In today’s digital age, it’s easier than ever to share your code and contribute to public projects, often as a way to showcase your portfolio. However, the open nature of these platforms can sometimes lead to accidentally sharing personal information, like your email address. Here’s a simple guide on how to keep your personal information safe while still sharing your work publicly.

• Use Dedicated Email Address: Create an email address specifically for your GitHub account or other open source activities. This way, even if your email address is exposed, your personal email remains secure.

configure your git settings to use this email address:

   git config --global user.email "dedicated-email@example.com"

• Use github's Private Email Feature: Github provides a feature for developers to keep their email address private for commits.
  Here's how you can do it.

  • Navigate to https://github.com/settings/emails
  • Add Email Address that you might not want to expose.
  • Check the Keep my email addresses private option. In the description section you can find your username@users.noreply.github.com email which will be used for web based activities.
  • Check Block command line pushes that expose my email option. While performing push operations, github will check if the latest commit has your private email, if yes the operation will be blocked and git will warn you about the exposing of the private email.

  

  • Configure your local git settings to use your github noreply email.

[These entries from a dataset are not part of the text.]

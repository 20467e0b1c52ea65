//! The pulldown-cmark adapter: markdown source in, scan events out.
//!
//! The outline core only understands the flat [`ScanEvent`] shape, so this
//! module walks the pulldown-cmark offset iterator once and flattens it:
//! headings arrive with their titles fully assembled, block-level content
//! runs become single `Text` events carrying the raw source slice, code
//! fences become start/content/end triples, and links are surfaced with
//! their destinations. Nothing here interprets structure; that is the
//! builder's job.

use pulldown_cmark::{
    CodeBlockKind, Event, HeadingLevel as CmarkLevel, Options, Parser, Tag, TagEnd,
};

use strata_core::events::{HeadingLevel, ScanEvent, SourceSpan};

/// Creates a parser with standard GFM options.
fn create_parser(content: &str) -> Parser<'_> {
    let opts = Options::ENABLE_GFM
        | Options::ENABLE_FOOTNOTES
        | Options::ENABLE_TABLES
        | Options::ENABLE_STRIKETHROUGH;
    Parser::new_ext(content, opts)
}

/// Byte-offset to 1-indexed line lookup.
struct LineIndex {
    starts: Vec<usize>,
}

impl LineIndex {
    fn new(text: &str) -> Self {
        let mut starts = vec![0];
        starts.extend(
            text.bytes()
                .enumerate()
                .filter(|(_, b)| *b == b'\n')
                .map(|(i, _)| i + 1),
        );
        Self { starts }
    }

    fn line_of(&self, offset: usize) -> usize {
        self.starts.partition_point(|&start| start <= offset)
    }
}

fn to_level(level: CmarkLevel) -> HeadingLevel {
    match level {
        CmarkLevel::H1 => HeadingLevel::H1,
        CmarkLevel::H2 => HeadingLevel::H2,
        CmarkLevel::H3 => HeadingLevel::H3,
        CmarkLevel::H4 => HeadingLevel::H4,
        CmarkLevel::H5 => HeadingLevel::H5,
        CmarkLevel::H6 => HeadingLevel::H6,
    }
}

/// True for tags that open a block-level content run.
fn is_content_block(tag: &Tag<'_>) -> bool {
    matches!(
        tag,
        Tag::Paragraph
            | Tag::BlockQuote(_)
            | Tag::List(_)
            | Tag::Item
            | Tag::Table(_)
            | Tag::TableHead
            | Tag::TableRow
            | Tag::TableCell
            | Tag::HtmlBlock
            | Tag::FootnoteDefinition(_)
    )
}

fn is_content_block_end(tag: &TagEnd) -> bool {
    matches!(
        tag,
        TagEnd::Paragraph
            | TagEnd::BlockQuote(_)
            | TagEnd::List(_)
            | TagEnd::Item
            | TagEnd::Table
            | TagEnd::TableHead
            | TagEnd::TableRow
            | TagEnd::TableCell
            | TagEnd::HtmlBlock
            | TagEnd::FootnoteDefinition
    )
}

/// Scans a document body into the flat event sequence the outline builder
/// consumes. Total: any input produces a (possibly empty) event list.
pub fn scan(content: &str) -> Vec<ScanEvent> {
    let lines = LineIndex::new(content);
    let parser = create_parser(content);

    let mut events = Vec::new();
    let mut heading: Option<(HeadingLevel, String, std::ops::Range<usize>)> = None;
    let mut in_code = false;
    let mut link: Option<(String, String, std::ops::Range<usize>)> = None;
    let mut block_depth = 0usize;

    for (event, range) in parser.into_offset_iter() {
        match event {
            Event::Start(Tag::Heading { level, .. }) => {
                heading = Some((to_level(level), String::new(), range));
            }
            Event::End(TagEnd::Heading(_)) => {
                if let Some((level, title, span)) = heading.take() {
                    let line = lines.line_of(span.start);
                    events.push(ScanEvent::HeadingStart {
                        level,
                        title,
                        span: SourceSpan::new(span.start, span.end),
                        line,
                    });
                    events.push(ScanEvent::HeadingEnd);
                }
            }
            Event::Start(Tag::CodeBlock(kind)) => {
                let (language, info) = match kind {
                    CodeBlockKind::Fenced(info) => {
                        let info = info.to_string();
                        let language = info
                            .split_whitespace()
                            .next()
                            .filter(|s| !s.is_empty())
                            .map(ToOwned::to_owned);
                        (language, info)
                    }
                    CodeBlockKind::Indented => (None, String::new()),
                };
                in_code = true;
                events.push(ScanEvent::CodeFenceStart {
                    language,
                    info,
                    span: SourceSpan::new(range.start, range.end),
                    line: lines.line_of(range.start),
                });
            }
            Event::End(TagEnd::CodeBlock) => {
                in_code = false;
                let last = range.end.saturating_sub(1).max(range.start);
                events.push(ScanEvent::CodeFenceEnd {
                    line: lines.line_of(last),
                });
            }
            Event::Start(Tag::Link { dest_url, .. }) => {
                link = Some((dest_url.to_string(), String::new(), range));
            }
            Event::End(TagEnd::Link) => {
                if let Some((target, text, span)) = link.take() {
                    events.push(ScanEvent::Link {
                        text,
                        target,
                        span: SourceSpan::new(span.start, span.end),
                        line: lines.line_of(span.start),
                    });
                }
            }
            Event::Start(tag) if is_content_block(&tag) => {
                if block_depth == 0 && heading.is_none() && !in_code {
                    let text = content.get(range.clone()).unwrap_or("").to_string();
                    events.push(ScanEvent::Text {
                        text,
                        span: SourceSpan::new(range.start, range.end),
                        line: lines.line_of(range.start),
                    });
                }
                block_depth += 1;
            }
            Event::End(ref tag_end) if is_content_block_end(tag_end) => {
                block_depth = block_depth.saturating_sub(1);
            }
            Event::Text(text) | Event::Code(text) => {
                if let Some((_, title, _)) = heading.as_mut() {
                    title.push_str(&text);
                } else if in_code {
                    events.push(ScanEvent::Text {
                        text: text.to_string(),
                        span: SourceSpan::new(range.start, range.end),
                        line: lines.line_of(range.start),
                    });
                }
                if let Some((_, link_text, _)) = link.as_mut() {
                    link_text.push_str(&text);
                }
            }
            Event::SoftBreak | Event::HardBreak => {
                if let Some((_, title, _)) = heading.as_mut() {
                    title.push(' ');
                }
                if let Some((_, link_text, _)) = link.as_mut() {
                    link_text.push(' ');
                }
            }
            _ => {}
        }
    }

    events
}

#[cfg(test)]
mod tests {
    use super::*;

    fn headings(events: &[ScanEvent]) -> Vec<(u8, String, usize)> {
        events
            .iter()
            .filter_map(|e| match e {
                ScanEvent::HeadingStart {
                    level, title, line, ..
                } => Some((level.as_u8(), title.clone(), *line)),
                _ => None,
            })
            .collect()
    }

    #[test]
    fn scans_headings_with_levels_and_lines() {
        let events = scan("# One\n\ntext\n\n## Two\n\n### Three\n");
        assert_eq!(
            headings(&events),
            vec![
                (1, "One".to_string(), 1),
                (2, "Two".to_string(), 5),
                (3, "Three".to_string(), 7),
            ]
        );
    }

    #[test]
    fn heading_title_includes_inline_code() {
        let events = scan("## Using `cargo build` now\n");
        assert_eq!(headings(&events)[0].1, "Using cargo build now");
    }

    #[test]
    fn heading_spans_cover_the_marker() {
        let events = scan("text\n\n## Offset Heading\n");
        let ScanEvent::HeadingStart { span, .. } = &events[1] else {
            panic!("expected heading after the paragraph, got {:?}", events[1]);
        };
        assert_eq!(span.start, 6);
    }

    #[test]
    fn paragraphs_become_raw_slices() {
        let events = scan("# H\n\nFirst *styled* paragraph.\n\nSecond.\n");
        let texts: Vec<&str> = events
            .iter()
            .filter_map(|e| match e {
                ScanEvent::Text { text, .. } => Some(text.as_str()),
                _ => None,
            })
            .collect();
        assert_eq!(texts.len(), 2);
        // Raw source slices, markup included.
        assert_eq!(texts[0].trim_end(), "First *styled* paragraph.");
        assert_eq!(texts[1].trim_end(), "Second.");
    }

    #[test]
    fn nested_blocks_emit_one_run() {
        let events = scan("- item one\n- item two\n  - nested\n");
        let texts: Vec<&ScanEvent> = events
            .iter()
            .filter(|e| matches!(e, ScanEvent::Text { .. }))
            .collect();
        // The whole list is a single content run.
        assert_eq!(texts.len(), 1);
    }

    #[test]
    fn fenced_code_with_info_string() {
        let events = scan("```rust ignore\nfn main() {}\n```\n");

        let ScanEvent::CodeFenceStart {
            language,
            info,
            line,
            ..
        } = &events[0]
        else {
            panic!("expected fence start, got {:?}", events[0]);
        };
        assert_eq!(language.as_deref(), Some("rust"));
        assert_eq!(info, "rust ignore");
        assert_eq!(*line, 1);

        assert!(matches!(
            &events[1],
            ScanEvent::Text { text, .. } if text == "fn main() {}\n"
        ));
        assert!(matches!(&events[2], ScanEvent::CodeFenceEnd { .. }));
    }

    #[test]
    fn plain_fence_has_no_language() {
        let events = scan("```\nplain\n```\n");
        assert!(matches!(
            &events[0],
            ScanEvent::CodeFenceStart { language: None, .. }
        ));
    }

    #[test]
    fn links_carry_target_and_text() {
        let events = scan("# H\n\nSee [the setup](#setup) and [site](https://example.com).\n");
        let links: Vec<(&str, &str)> = events
            .iter()
            .filter_map(|e| match e {
                ScanEvent::Link { text, target, .. } => Some((text.as_str(), target.as_str())),
                _ => None,
            })
            .collect();
        assert_eq!(
            links,
            vec![("the setup", "#setup"), ("site", "https://example.com")]
        );
    }

    #[test]
    fn empty_input_scans_to_nothing() {
        assert!(scan("").is_empty());
    }

    #[test]
    fn line_index_lookup() {
        let index = LineIndex::new("ab\ncd\n\nef");
        assert_eq!(index.line_of(0), 1);
        assert_eq!(index.line_of(2), 1);
        assert_eq!(index.line_of(3), 2);
        assert_eq!(index.line_of(6), 3);
        assert_eq!(index.line_of(7), 4);
    }
}
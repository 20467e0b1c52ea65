//! Type definitions for the document outline.

use serde::Serialize;
use std::collections::HashMap;

use crate::document::Frontmatter;
use crate::events::{HeadingLevel, SourceSpan};
use crate::hashing::{hash_fast, hash_fast_bytes, hash_fast_normalized, hash_fast_trimmed};

/// The address of a section: slugs from a root down to the node.
///
/// Paths are recomputed top-down when needed rather than stored as live
/// parent references, so the tree stays a tree.
pub type SectionPath = Vec<String>;

/// A node in the outline: one heading plus the content it directly owns.
#[derive(Debug, Clone, PartialEq, Serialize)]
pub struct Section {
    /// Heading level (1-6).
    pub level: HeadingLevel,

    /// Heading text with inline formatting preserved as raw markdown.
    pub title: String,

    /// Fast hash of the title.
    pub title_hash: u64,

    /// Fast hash of the trimmed title.
    pub title_hash_trimmed: u64,

    /// URL-safe anchor slug, disambiguated within one outline.
    pub slug: String,

    /// Byte range from the heading line to the next heading at the same or
    /// shallower level (or end of document).
    pub source_span: SourceSpan,

    /// 1-indexed line range `[start, end)` covering the same extent.
    pub line_range: (usize, usize),

    /// Content owned by this section alone: everything between its heading
    /// and its first child heading (or its closing boundary). Empty when the
    /// heading has no body of its own; never absent, so hashing stays
    /// uniform.
    pub own_content: String,

    /// Fast hash of `own_content`.
    pub own_content_hash: u64,

    /// Fast hash of the trimmed `own_content`.
    pub own_content_hash_trimmed: u64,

    /// Fast hash of `own_content` with blank lines removed.
    pub own_content_hash_normalized: u64,

    /// Merkle-style fingerprint of this node and every descendant, in
    /// document order. Equal subtree hashes mean provably identical
    /// subtrees.
    pub subtree_hash: u64,

    /// Subtree fingerprint over the trimmed hashes.
    pub subtree_hash_trimmed: u64,

    /// Child sections, owned exclusively by this node.
    pub children: Vec<Section>,
}

impl Section {
    /// Creates a section for a heading; content and subtree hashes are
    /// filled in by the builder.
    pub fn new(
        level: HeadingLevel,
        title: String,
        slug: String,
        source_span: SourceSpan,
        line: usize,
    ) -> Self {
        let title_hash = hash_fast(&title);
        let title_hash_trimmed = hash_fast_trimmed(&title);

        Self {
            level,
            title,
            title_hash,
            title_hash_trimmed,
            slug,
            source_span,
            line_range: (line, line),
            own_content: String::new(),
            own_content_hash: hash_fast(""),
            own_content_hash_trimmed: hash_fast_trimmed(""),
            own_content_hash_normalized: hash_fast_normalized(""),
            subtree_hash: 0,
            subtree_hash_trimmed: 0,
            children: Vec::new(),
        }
    }

    /// Sets the owned content and recomputes its hashes.
    pub fn set_own_content(&mut self, content: String) {
        self.own_content_hash = hash_fast(&content);
        self.own_content_hash_trimmed = hash_fast_trimmed(&content);
        self.own_content_hash_normalized = hash_fast_normalized(&content);
        self.own_content = content;
    }

    /// Computes subtree hashes bottom-up (post-order).
    ///
    /// `subtree_hash` is a pure function of the node's own hashes and its
    /// children's subtree hashes in child order:
    /// `hash_fast(title_hash ∥ own_content_hash ∥ children's subtree hashes)`
    /// over little-endian bytes.
    pub fn compute_subtree_hash(&mut self) {
        for child in &mut self.children {
            child.compute_subtree_hash();
        }

        let mut raw = Vec::with_capacity(16 + 8 * self.children.len());
        let mut trimmed = Vec::with_capacity(16 + 8 * self.children.len());
        raw.extend_from_slice(&self.title_hash.to_le_bytes());
        raw.extend_from_slice(&self.own_content_hash.to_le_bytes());
        trimmed.extend_from_slice(&self.title_hash_trimmed.to_le_bytes());
        trimmed.extend_from_slice(&self.own_content_hash_trimmed.to_le_bytes());
        for child in &self.children {
            raw.extend_from_slice(&child.subtree_hash.to_le_bytes());
            trimmed.extend_from_slice(&child.subtree_hash_trimmed.to_le_bytes());
        }

        self.subtree_hash = hash_fast_bytes(&raw);
        self.subtree_hash_trimmed = hash_fast_bytes(&trimmed);
    }

    /// Number of sections in this subtree, including self.
    pub fn node_count(&self) -> usize {
        1 + self.children.iter().map(Section::node_count).sum::<usize>()
    }

    /// Deepest heading level in this subtree.
    pub fn max_level(&self) -> HeadingLevel {
        self.children
            .iter()
            .map(Section::max_level)
            .max()
            .map_or(self.level, |child_max| self.level.max(child_max))
    }

    /// Finds a section by slug within this subtree.
    pub fn find_by_slug(&self, slug: &str) -> Option<&Section> {
        if self.slug == slug {
            return Some(self);
        }
        self.children.iter().find_map(|c| c.find_by_slug(slug))
    }
}

/// A fenced (or indented) code block recorded during outline construction.
#[derive(Debug, Clone, PartialEq, Serialize)]
pub struct CodeBlock {
    /// Language identifier, if the fence named one.
    pub language: Option<String>,

    /// Full fence info string (language plus attributes).
    pub info: String,

    /// Raw block content, fence markers excluded.
    pub content: String,

    /// Fast hash of the content.
    pub content_hash: u64,

    /// Fast hash of the trimmed content.
    pub content_hash_trimmed: u64,

    /// Byte range of the fence opening in the source.
    pub span: SourceSpan,

    /// 1-indexed line range `[start, end)`.
    pub line_range: (usize, usize),

    /// Path of the section whose extent contains this block; empty for
    /// blocks in the preamble.
    pub section_path: SectionPath,
}

/// An intra-document anchor link (`[text](#slug)`).
#[derive(Debug, Clone, PartialEq, Serialize)]
pub struct AnchorLink {
    /// The link text.
    pub text: String,

    /// Target slug, leading `#` stripped.
    pub target_slug: String,

    /// 1-indexed line where the link appears.
    pub line: usize,

    /// Byte offset of the link in the source.
    pub byte_offset: usize,

    /// Path of the section containing the link; empty for the preamble.
    pub section_path: SectionPath,

    /// Whether the target slug exists in this outline. An unresolved link is
    /// data, not an error.
    pub resolved: bool,
}

/// Structural view of one document: heading forest plus auxiliary indexes.
#[derive(Debug, Clone, PartialEq, Default, Serialize)]
pub struct Outline {
    /// Title of the first H1 root, or of the first heading when the
    /// document is not H1-rooted.
    pub title: Option<String>,

    /// Fast hash of the whole body (frontmatter excluded).
    pub page_hash: u64,

    /// Fast hash of the trimmed body.
    pub page_hash_trimmed: u64,

    /// Snapshot of the document's frontmatter, kept so two outlines can be
    /// compared key-by-key without the source documents.
    pub frontmatter: Frontmatter,

    /// Fast hash of the raw frontmatter YAML; zero when absent.
    pub frontmatter_hash: u64,

    /// Fast hash of the canonical (order-erased) frontmatter form.
    pub frontmatter_hash_normalized: u64,

    /// Content before the first heading.
    pub preamble: String,

    /// Fast hash of the preamble.
    pub preamble_hash: u64,

    /// Fast hash of the trimmed preamble.
    pub preamble_hash_trimmed: u64,

    /// Root sections in document order. A document need not start at H1,
    /// and a later heading at or above the first root's level starts a new
    /// root.
    pub roots: Vec<Section>,

    /// Code blocks in document order, regardless of nesting depth.
    pub code_blocks: Vec<CodeBlock>,

    /// Intra-document links in document order.
    pub links: Vec<AnchorLink>,

    /// Slug lookup: slug to `(section path, occurrence index)`. Duplicate
    /// titles get disambiguated slugs, so entries never collide silently.
    pub slug_index: HashMap<String, Vec<(SectionPath, usize)>>,
}

impl Outline {
    /// Total number of headings.
    pub fn heading_count(&self) -> usize {
        self.roots.iter().map(Section::node_count).sum()
    }

    /// Level of the first heading, if any.
    pub fn root_level(&self) -> Option<HeadingLevel> {
        self.roots.first().map(|n| n.level)
    }

    /// Deepest heading level in the document, if any.
    pub fn max_level(&self) -> Option<HeadingLevel> {
        self.roots.iter().map(Section::max_level).max()
    }

    /// Finds a section by slug.
    pub fn find_by_slug(&self, slug: &str) -> Option<&Section> {
        self.roots.iter().find_map(|n| n.find_by_slug(slug))
    }

    /// Pre-order walk of every section with its path.
    pub fn walk(&self) -> Vec<(SectionPath, &Section)> {
        fn visit<'a>(
            node: &'a Section,
            prefix: &SectionPath,
            out: &mut Vec<(SectionPath, &'a Section)>,
        ) {
            let mut path = prefix.clone();
            path.push(node.slug.clone());
            out.push((path.clone(), node));
            for child in &node.children {
                visit(child, &path, out);
            }
        }

        let mut out = Vec::new();
        for root in &self.roots {
            visit(root, &Vec::new(), &mut out);
        }
        out
    }

    /// Links whose target slug does not exist in this outline.
    pub fn broken_links(&self) -> Vec<&AnchorLink> {
        self.links.iter().filter(|l| !l.resolved).collect()
    }

    /// Whether any internal link is unresolved.
    pub fn has_broken_links(&self) -> bool {
        self.links.iter().any(|l| !l.resolved)
    }
}

#[cfg(test)]
mod tests {
    use super::*;
    use crate::hashing::hash_fast_bytes;

    fn section(level: HeadingLevel, title: &str, slug: &str) -> Section {
        Section::new(
            level,
            title.to_string(),
            slug.to_string(),
            SourceSpan::new(0, 0),
            1,
        )
    }

    #[test]
    fn new_section_hashes_title() {
        let node = section(HeadingLevel::H2, "Test Heading", "test-heading");
        assert_eq!(node.title_hash, hash_fast("Test Heading"));
        assert_eq!(node.title_hash_trimmed, hash_fast_trimmed("Test Heading"));
        assert!(node.children.is_empty());
    }

    #[test]
    fn set_own_content_updates_hashes() {
        let mut node = section(HeadingLevel::H2, "Test", "test");
        node.set_own_content("Hello world".to_string());

        assert_eq!(node.own_content, "Hello world");
        assert_eq!(node.own_content_hash, hash_fast("Hello world"));
        assert_eq!(
            node.own_content_hash_trimmed,
            hash_fast_trimmed("Hello world")
        );
    }

    #[test]
    fn subtree_hash_matches_reconstruction() {
        let mut root = section(HeadingLevel::H1, "Root", "root");
        root.set_own_content("intro".to_string());
        let mut child = section(HeadingLevel::H2, "Child", "child");
        child.set_own_content("body".to_string());
        root.children.push(child);
        root.compute_subtree_hash();

        // Reconstruct the child hash independently.
        let child = &root.children[0];
        let mut child_buf = Vec::new();
        child_buf.extend_from_slice(&child.title_hash.to_le_bytes());
        child_buf.extend_from_slice(&child.own_content_hash.to_le_bytes());
        assert_eq!(child.subtree_hash, hash_fast_bytes(&child_buf));

        // Then the root from its fields plus the child fingerprint.
        let mut root_buf = Vec::new();
        root_buf.extend_from_slice(&root.title_hash.to_le_bytes());
        root_buf.extend_from_slice(&root.own_content_hash.to_le_bytes());
        root_buf.extend_from_slice(&child.subtree_hash.to_le_bytes());
        assert_eq!(root.subtree_hash, hash_fast_bytes(&root_buf));
    }

    #[test]
    fn subtree_hash_sensitive_to_child_order() {
        let mut a = section(HeadingLevel::H1, "Root", "root");
        a.children.push(section(HeadingLevel::H2, "One", "one"));
        a.children.push(section(HeadingLevel::H2, "Two", "two"));
        a.compute_subtree_hash();

        let mut b = section(HeadingLevel::H1, "Root", "root");
        b.children.push(section(HeadingLevel::H2, "Two", "two"));
        b.children.push(section(HeadingLevel::H2, "One", "one"));
        b.compute_subtree_hash();

        assert_ne!(a.subtree_hash, b.subtree_hash);
    }

    #[test]
    fn node_count_counts_subtree() {
        let mut root = section(HeadingLevel::H1, "Root", "root");
        let mut mid = section(HeadingLevel::H2, "Mid", "mid");
        mid.children.push(section(HeadingLevel::H3, "Leaf", "leaf"));
        root.children.push(mid);

        assert_eq!(root.node_count(), 3);
    }

    #[test]
    fn find_by_slug_searches_depth_first() {
        let mut root = section(HeadingLevel::H1, "Root", "root");
        root.children
            .push(section(HeadingLevel::H2, "Child", "child"));

        assert!(root.find_by_slug("child").is_some());
        assert!(root.find_by_slug("missing").is_none());
    }

    #[test]
    fn outline_heading_count_and_levels() {
        let mut outline = Outline::default();
        let mut root = section(HeadingLevel::H2, "Root", "root");
        root.children.push(section(HeadingLevel::H4, "Deep", "deep"));
        outline.roots.push(root);

        assert_eq!(outline.heading_count(), 2);
        assert_eq!(outline.root_level(), Some(HeadingLevel::H2));
        assert_eq!(outline.max_level(), Some(HeadingLevel::H4));
    }

    #[test]
    fn outline_walk_yields_paths_in_document_order() {
        let mut outline = Outline::default();
        let mut root = section(HeadingLevel::H1, "Root", "root");
        let mut mid = section(HeadingLevel::H2, "Mid", "mid");
        mid.children.push(section(HeadingLevel::H3, "Leaf", "leaf"));
        root.children.push(mid);
        outline.roots.push(root);
        outline.roots.push(section(HeadingLevel::H1, "Next", "next"));

        let paths: Vec<SectionPath> = outline.walk().into_iter().map(|(p, _)| p).collect();
        assert_eq!(
            paths,
            vec![
                vec!["root".to_string()],
                vec!["root".to_string(), "mid".to_string()],
                vec!["root".to_string(), "mid".to_string(), "leaf".to_string()],
                vec!["next".to_string()],
            ]
        );
    }

    #[test]
    fn empty_outline() {
        let outline = Outline::default();
        assert_eq!(outline.heading_count(), 0);
        assert!(outline.root_level().is_none());
        assert!(outline.max_level().is_none());
        assert!(outline.walk().is_empty());
    }
}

       git config --global user.email "username@users.noreply.github.com"
  

• what if your email is already exposed ?

WARNING ⚠️ : This option will rewrite your git history, hash values of the commits, so use carefully.

• Install git-filter-repo: tool used to rewrite the git repository history.
• git log --all --format='%h %ad %an <%ae> %cn <%ce>’ to check which email addresses are exposed in commits.

• use the below command to rewrite your commit history and replace your exposed email.
  

       git filter-repo --commit-callback '
       if commit.author_email == b"your_exposed_email":
       commit.author_email = b"github-email@users.noreply.github.com"
       if commit.committer_email == b"your_exposed_email":
       commit.committer_email = b"github-email@users.noreply.github.com"
       '
  

  This might remove your remote references, so verify it using git remote -v if removed, add the remote references back.

• confirm the changes with git log --all --format='%h %ad %an <%ae> %cn <%ce>’.

• since the above command rewrites the git history, you need to force push these changes.

  If the repository is big, this push can give you error because of the limited buffer size for http operations.
  use below command to increase your git http buffer size.
  

       git config --global http.postBuffer 157286400 # ~150MB
  

It is best to avoid third option, Since you are mostly working in groups in open source projects and it is not a wise to completely rewrite the git history. So,

1. Avoid hardcoding personal information.
2. Educate yourself About open source best practices.
3. Regularly review your repositories.

And be mindful of the data you share.